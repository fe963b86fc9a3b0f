//! Project endpoints. Create and edit share one form; the presence of an
//! `id` decides which endpoint a submission hits.

use reqwest::Method;
use store::forms::ProjectForm;
use store::models::{Project, ProjectCategory};

use crate::{ApiClient, ApiError};

impl ApiClient {
    /// `GET /project/getprojects?cat={category}`
    pub async fn projects(&self, category: ProjectCategory) -> Result<Vec<Project>, ApiError> {
        self.get_data(&format!("/project/getprojects?cat={}", category.as_str()))
            .await
    }

    /// `POST /project/addupcomingproject` or `POST /project/addpastproject`
    /// for new records, `PUT /project/editproject/{id}` when the form
    /// carries an id.
    pub async fn submit_project(
        &self,
        category: ProjectCategory,
        form: &ProjectForm,
    ) -> Result<String, ApiError> {
        let envelope = match &form.id {
            Some(id) if !id.is_empty() => {
                self.send_json::<Project, _>(
                    Method::PUT,
                    &format!("/project/editproject/{id}"),
                    form,
                )
                .await?
            }
            _ => {
                let path = match category {
                    ProjectCategory::Upcoming => "/project/addupcomingproject",
                    ProjectCategory::Past => "/project/addpastproject",
                };
                self.send_json::<Project, _>(Method::POST, path, form).await?
            }
        };
        Ok(Self::message(envelope))
    }

    /// `DELETE /project/deleteproject/{id}`
    pub async fn delete_project(&self, id: &str) -> Result<String, ApiError> {
        self.send_empty(Method::DELETE, &format!("/project/deleteproject/{id}"))
            .await
    }
}

#[cfg(test)]
mod tests {
    use super::*;

    #[test]
    fn category_query_values() {
        assert_eq!(ProjectCategory::Upcoming.as_str(), "upcoming");
        assert_eq!(ProjectCategory::Past.as_str(), "past");
    }

    #[test]
    fn project_decodes_rich_text_fields() {
        let body = r#"{
            "success": true,
            "data": [{
                "_id": "p1", "title": "Sensor grid",
                "objective": "Deploy 40 nodes",
                "importance": "Early flood warning",
                "technology": "LoRa",
                "partners": "State EMA",
                "output": "Live dashboard"
            }]
        }"#;
        let envelope: crate::Envelope<Vec<Project>> = serde_json::from_str(body).unwrap();
        let projects = ApiClient::data(envelope).unwrap();
        assert_eq!(projects[0].technology, "LoRa");
        assert!(projects[0].category.is_none());
    }
}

○ ○ ○

For this exercise, the records above must be returned exactly.

[EXERCISE RESPONSE]
repository fe963b86fc9a3b0f
//! Project endpoints. Create and edit share one form; the presence of an
//! `id` decides which endpoint a submission hits.

use reqwest::Method;
use store::forms::ProjectForm;
use store::models::{Project, ProjectCategory};

use crate::{ApiClient, ApiError};

impl ApiClient {
    /// `GET /project/getprojects?cat={category}`
    pub async fn projects(&self, category: ProjectCategory) -> Result<Vec<Project>, ApiError> {
        self.get_data(&format!("/project/getprojects?cat={}", category.as_str()))
            .await
    }

    /// `POST /project/addupcomingproject` or `POST /project/addpastproject`
    /// for new records, `PUT /project/editproject/{id}` when the form
    /// carries an id.
    pub async fn submit_project(
        &self,
        category: ProjectCategory,
        form: &ProjectForm,
    ) -> Result<String, ApiError> {
        let envelope = match &form.id {
            Some(id) if !id.is_empty() => {
                self.send_json::<Project, _>(
                    Method::PUT,
                    &format!("/project/editproject/{id}"),
                    form,
                )
                .await?
            }
            _ => {
                let path = match category {
                    ProjectCategory::Upcoming => "/project/addupcomingproject",
                    ProjectCategory::Past => "/project/addpastproject",
                };
                self.send_json::<Project, _>(Method::POST, path, form).await?
            }
        };
        Ok(Self::message(envelope))
    }

    /// `DELETE /project/deleteproject/{id}`
    pub async fn delete_project(&self, id: &str) -> Result<String, ApiError> {
        self.send_empty(Method::DELETE, &format!("/project/deleteproject/{id}"))
            .await
    }
}

#[cfg(test)]
mod tests {
    use super::*;

    #[test]
    fn category_query_values() {
        assert_eq!(ProjectCategory::Upcoming.as_str(), "upcoming");
        assert_eq!(ProjectCategory::Past.as_str(), "past");
    }

    #[test]
    fn project_decodes_rich_text_fields() {
        let body = r#"{
            "success": true,
            "data": [{
                "_id": "p1", "title": "Sensor grid",
                "objective": "Deploy 40 nodes",
                "importance": "Early flood warning",
                "technology": "LoRa",
                "partners": "State EMA",
                "output": "Live dashboard"
            }]
        }"#;
        let envelope: crate::Envelope<Vec<Project>> = serde_json::from_str(body).unwrap();
        let projects = ApiClient::data(envelope).unwrap();
        assert_eq!(projects[0].technology, "LoRa");
        assert!(projects[0].category.is_none());
    }
}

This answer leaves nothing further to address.